*Exercise goal*.
A stretch of the entries below is to be set down exactly, running from the line with "pub fn is_duplicate(&self)" through the line with "let date_raw = cell(raw, &mapping.date_column).to_text();", both included, and no other line.

*Data entries*.
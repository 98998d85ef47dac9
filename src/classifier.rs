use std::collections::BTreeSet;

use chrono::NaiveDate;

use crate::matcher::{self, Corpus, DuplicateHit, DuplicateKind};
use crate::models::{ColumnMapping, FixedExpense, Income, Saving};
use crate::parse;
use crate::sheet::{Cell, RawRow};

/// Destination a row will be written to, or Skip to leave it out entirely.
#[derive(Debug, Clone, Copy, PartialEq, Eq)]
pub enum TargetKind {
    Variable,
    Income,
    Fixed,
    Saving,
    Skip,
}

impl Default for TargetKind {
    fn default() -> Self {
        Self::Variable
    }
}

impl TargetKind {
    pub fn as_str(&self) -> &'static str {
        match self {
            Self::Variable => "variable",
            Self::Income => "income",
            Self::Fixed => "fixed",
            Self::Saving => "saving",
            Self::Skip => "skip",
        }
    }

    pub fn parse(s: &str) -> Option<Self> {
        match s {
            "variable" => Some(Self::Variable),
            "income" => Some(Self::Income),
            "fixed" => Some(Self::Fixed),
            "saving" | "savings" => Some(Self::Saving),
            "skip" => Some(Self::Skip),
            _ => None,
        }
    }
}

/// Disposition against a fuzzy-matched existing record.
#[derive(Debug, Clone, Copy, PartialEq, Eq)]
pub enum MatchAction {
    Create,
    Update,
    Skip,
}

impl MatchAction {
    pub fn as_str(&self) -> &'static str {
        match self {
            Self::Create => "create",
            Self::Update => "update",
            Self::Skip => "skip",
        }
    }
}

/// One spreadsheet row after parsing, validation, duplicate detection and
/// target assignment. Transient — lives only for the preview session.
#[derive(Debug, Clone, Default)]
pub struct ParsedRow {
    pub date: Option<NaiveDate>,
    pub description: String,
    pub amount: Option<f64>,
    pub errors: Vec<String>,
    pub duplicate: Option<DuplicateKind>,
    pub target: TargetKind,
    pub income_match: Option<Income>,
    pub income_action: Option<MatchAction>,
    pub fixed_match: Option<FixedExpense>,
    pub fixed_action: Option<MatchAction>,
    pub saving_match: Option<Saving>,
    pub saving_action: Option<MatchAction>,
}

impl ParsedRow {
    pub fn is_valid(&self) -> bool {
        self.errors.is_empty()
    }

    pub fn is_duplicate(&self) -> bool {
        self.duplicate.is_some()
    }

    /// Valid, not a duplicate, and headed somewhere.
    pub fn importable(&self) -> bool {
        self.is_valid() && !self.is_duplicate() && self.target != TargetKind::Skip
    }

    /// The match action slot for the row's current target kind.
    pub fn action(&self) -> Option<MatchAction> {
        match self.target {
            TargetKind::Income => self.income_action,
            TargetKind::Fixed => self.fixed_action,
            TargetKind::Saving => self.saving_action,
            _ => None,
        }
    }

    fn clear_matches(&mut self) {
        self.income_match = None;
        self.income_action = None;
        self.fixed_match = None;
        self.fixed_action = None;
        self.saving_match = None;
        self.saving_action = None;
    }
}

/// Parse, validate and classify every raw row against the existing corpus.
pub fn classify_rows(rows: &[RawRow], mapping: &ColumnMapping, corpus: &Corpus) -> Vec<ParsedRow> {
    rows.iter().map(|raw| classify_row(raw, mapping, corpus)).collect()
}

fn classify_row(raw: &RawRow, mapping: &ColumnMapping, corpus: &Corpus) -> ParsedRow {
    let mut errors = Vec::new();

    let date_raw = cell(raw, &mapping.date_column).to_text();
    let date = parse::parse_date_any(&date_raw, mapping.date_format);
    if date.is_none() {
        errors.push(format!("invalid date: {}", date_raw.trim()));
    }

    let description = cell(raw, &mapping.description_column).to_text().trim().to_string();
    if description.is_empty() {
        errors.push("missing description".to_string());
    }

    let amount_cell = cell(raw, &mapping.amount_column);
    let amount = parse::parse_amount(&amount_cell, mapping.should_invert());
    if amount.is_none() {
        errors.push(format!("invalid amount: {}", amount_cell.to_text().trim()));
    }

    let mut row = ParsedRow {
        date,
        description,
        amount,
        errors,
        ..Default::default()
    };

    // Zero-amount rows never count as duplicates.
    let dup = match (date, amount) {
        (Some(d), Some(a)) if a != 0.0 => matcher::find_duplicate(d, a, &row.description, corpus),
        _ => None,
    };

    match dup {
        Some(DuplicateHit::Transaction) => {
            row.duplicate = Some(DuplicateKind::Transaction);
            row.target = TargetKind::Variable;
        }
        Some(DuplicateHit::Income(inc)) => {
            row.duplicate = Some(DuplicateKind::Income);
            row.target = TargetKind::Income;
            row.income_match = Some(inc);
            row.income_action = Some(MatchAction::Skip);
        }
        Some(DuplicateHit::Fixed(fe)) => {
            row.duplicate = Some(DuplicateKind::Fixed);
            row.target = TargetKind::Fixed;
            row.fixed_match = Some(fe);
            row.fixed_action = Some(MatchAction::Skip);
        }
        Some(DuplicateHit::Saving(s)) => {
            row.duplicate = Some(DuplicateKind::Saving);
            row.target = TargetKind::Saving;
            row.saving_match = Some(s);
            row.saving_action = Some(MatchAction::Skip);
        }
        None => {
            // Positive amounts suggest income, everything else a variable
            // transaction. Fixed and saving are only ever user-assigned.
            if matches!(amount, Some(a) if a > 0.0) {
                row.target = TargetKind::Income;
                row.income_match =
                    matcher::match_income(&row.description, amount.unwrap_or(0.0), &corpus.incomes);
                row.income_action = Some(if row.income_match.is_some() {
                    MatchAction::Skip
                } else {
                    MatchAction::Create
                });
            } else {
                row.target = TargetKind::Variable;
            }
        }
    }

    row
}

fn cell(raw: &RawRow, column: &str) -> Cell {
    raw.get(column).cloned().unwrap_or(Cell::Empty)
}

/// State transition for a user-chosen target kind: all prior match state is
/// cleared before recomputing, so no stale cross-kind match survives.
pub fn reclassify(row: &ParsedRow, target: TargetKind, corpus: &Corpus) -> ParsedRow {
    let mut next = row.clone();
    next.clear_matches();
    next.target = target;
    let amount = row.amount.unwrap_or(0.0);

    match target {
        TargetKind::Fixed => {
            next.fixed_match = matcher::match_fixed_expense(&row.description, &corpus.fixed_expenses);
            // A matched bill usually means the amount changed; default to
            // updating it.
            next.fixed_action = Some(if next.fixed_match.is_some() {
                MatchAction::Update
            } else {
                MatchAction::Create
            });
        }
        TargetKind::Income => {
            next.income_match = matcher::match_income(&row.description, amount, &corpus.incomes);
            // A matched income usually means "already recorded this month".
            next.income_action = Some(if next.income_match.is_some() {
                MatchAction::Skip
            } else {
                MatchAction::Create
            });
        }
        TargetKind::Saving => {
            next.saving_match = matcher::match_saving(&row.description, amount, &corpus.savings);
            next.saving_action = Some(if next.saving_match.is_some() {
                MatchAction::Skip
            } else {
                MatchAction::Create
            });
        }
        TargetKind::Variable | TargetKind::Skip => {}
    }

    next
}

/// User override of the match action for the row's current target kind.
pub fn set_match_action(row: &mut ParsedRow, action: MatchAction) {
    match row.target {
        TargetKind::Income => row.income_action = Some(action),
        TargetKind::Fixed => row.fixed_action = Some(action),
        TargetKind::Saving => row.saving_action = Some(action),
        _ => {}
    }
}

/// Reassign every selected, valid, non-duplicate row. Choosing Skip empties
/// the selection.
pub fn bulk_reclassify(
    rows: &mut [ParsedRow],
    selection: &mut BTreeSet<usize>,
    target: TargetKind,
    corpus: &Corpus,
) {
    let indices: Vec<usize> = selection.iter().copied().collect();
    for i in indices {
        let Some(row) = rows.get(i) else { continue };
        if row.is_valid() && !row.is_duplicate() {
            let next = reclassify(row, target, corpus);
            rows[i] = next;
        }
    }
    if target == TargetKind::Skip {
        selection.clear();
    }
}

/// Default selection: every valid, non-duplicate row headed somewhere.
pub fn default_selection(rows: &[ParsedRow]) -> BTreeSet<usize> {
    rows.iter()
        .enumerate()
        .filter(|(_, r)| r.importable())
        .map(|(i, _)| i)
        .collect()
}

*Solution below*.
    pub fn is_duplicate(&self) -> bool {
        self.duplicate.is_some()
    }

    /// Valid, not a duplicate, and headed somewhere.
    pub fn importable(&self) -> bool {
        self.is_valid() && !self.is_duplicate() && self.target != TargetKind::Skip
    }

    /// The match action slot for the row's current target kind.
    pub fn action(&self) -> Option<MatchAction> {
        match self.target {
            TargetKind::Income => self.income_action,
            TargetKind::Fixed => self.fixed_action,
            TargetKind::Saving => self.saving_action,
            _ => None,
        }
    }

    fn clear_matches(&mut self) {
        self.income_match = None;
        self.income_action = None;
        self.fixed_match = None;
        self.fixed_action = None;
        self.saving_match = None;
        self.saving_action = None;
    }
}

/// Parse, validate and classify every raw row against the existing corpus.
pub fn classify_rows(rows: &[RawRow], mapping: &ColumnMapping, corpus: &Corpus) -> Vec<ParsedRow> {
    rows.iter().map(|raw| classify_row(raw, mapping, corpus)).collect()
}

fn classify_row(raw: &RawRow, mapping: &ColumnMapping, corpus: &Corpus) -> ParsedRow {
    let mut errors = Vec::new();

    let date_raw = cell(raw, &mapping.date_column).to_text();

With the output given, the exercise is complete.